(What to do): Among the lines below, keep only those from the one containing "pub struct RenderConfig" through the one containing "scene's point light", and reproduce them exactly.

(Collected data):

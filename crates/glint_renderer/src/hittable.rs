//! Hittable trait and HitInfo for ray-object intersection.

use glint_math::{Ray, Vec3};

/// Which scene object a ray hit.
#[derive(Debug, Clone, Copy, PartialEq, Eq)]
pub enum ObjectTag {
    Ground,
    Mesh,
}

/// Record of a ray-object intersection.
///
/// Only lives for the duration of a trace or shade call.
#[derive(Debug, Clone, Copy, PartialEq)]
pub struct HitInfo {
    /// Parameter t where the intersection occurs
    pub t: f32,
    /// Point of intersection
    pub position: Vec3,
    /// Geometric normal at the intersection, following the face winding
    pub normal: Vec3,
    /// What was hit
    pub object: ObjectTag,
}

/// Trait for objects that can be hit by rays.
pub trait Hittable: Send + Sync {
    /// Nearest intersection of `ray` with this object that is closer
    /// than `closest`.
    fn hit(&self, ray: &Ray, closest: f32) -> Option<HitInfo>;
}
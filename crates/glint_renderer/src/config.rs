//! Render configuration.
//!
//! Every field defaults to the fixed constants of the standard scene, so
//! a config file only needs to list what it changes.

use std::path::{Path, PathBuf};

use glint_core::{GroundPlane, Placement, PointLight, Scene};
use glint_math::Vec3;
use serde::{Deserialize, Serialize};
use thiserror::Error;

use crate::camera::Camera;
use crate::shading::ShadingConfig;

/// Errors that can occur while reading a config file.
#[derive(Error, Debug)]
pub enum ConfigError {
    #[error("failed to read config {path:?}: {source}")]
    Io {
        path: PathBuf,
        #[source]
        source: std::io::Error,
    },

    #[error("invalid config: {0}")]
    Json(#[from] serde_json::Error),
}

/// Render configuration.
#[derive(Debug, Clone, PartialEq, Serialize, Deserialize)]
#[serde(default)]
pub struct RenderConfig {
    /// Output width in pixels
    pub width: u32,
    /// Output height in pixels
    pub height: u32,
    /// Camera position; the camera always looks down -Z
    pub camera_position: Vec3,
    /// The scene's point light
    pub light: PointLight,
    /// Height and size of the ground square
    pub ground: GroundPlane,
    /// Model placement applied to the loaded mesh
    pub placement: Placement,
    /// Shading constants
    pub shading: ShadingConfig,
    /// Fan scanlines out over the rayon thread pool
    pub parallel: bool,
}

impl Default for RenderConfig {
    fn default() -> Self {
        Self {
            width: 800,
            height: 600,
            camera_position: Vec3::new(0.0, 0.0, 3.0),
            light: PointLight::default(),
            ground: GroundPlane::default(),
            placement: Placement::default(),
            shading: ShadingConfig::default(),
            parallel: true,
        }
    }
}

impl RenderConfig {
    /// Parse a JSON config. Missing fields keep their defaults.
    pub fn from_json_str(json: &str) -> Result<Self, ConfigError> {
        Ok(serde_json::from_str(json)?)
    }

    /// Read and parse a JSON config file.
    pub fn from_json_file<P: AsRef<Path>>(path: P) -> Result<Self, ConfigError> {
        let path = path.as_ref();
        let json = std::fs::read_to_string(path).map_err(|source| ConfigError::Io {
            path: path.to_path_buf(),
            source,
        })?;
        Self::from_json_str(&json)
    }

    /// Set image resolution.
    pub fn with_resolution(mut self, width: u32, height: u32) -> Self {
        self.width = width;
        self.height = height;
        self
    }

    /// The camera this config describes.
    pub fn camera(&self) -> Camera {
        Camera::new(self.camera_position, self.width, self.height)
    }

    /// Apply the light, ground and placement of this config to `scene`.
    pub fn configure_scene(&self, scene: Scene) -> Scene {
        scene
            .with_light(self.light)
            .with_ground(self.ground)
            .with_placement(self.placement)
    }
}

(Written solution):
pub struct RenderConfig {
    /// Output width in pixels
    pub width: u32,
    /// Output height in pixels
    pub height: u32,
    /// Camera position; the camera always looks down -Z
    pub camera_position: Vec3,
    /// The scene's point light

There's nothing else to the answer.